- _About this task_:
Retype the entries in full.

[Saved entries]
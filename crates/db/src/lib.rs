//! Database layer with `SeaORM` entities and repositories.
//!
//! This crate provides:
//! - `SeaORM` entity definitions
//! - Repository implementations of the `tally-core` storage traits
//! - Database migrations

pub mod entities;
mod error;
pub mod migration;
pub mod repositories;

pub use repositories::{
    CategoryRepository, CostLogRepository, ExchangeRateRepository, ExpenseRepository,
    PricingRepository, UserPreferenceRepository,
};

use sea_orm::{Database, DatabaseConnection, DbErr};

/// Establishes a connection to the database.
///
/// # Errors
///
/// Returns an error if the connection cannot be established.
pub async fn connect(database_url: &str) -> Result<DatabaseConnection, DbErr> {
    Database::connect(database_url).await
}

- _The completed task_:
filename crates/db/src/lib.rs
//! Database layer with `SeaORM` entities and repositories.
//!
//! This crate provides:
//! - `SeaORM` entity definitions
//! - Repository implementations of the `tally-core` storage traits
//! - Database migrations

pub mod entities;
mod error;
pub mod migration;
pub mod repositories;

pub use repositories::{
    CategoryRepository, CostLogRepository, ExchangeRateRepository, ExpenseRepository,
    PricingRepository, UserPreferenceRepository,
};

use sea_orm::{Database, DatabaseConnection, DbErr};

/// Establishes a connection to the database.
///
/// # Errors
///
/// Returns an error if the connection cannot be established.
pub async fn connect(database_url: &str) -> Result<DatabaseConnection, DbErr> {
    Database::connect(database_url).await
}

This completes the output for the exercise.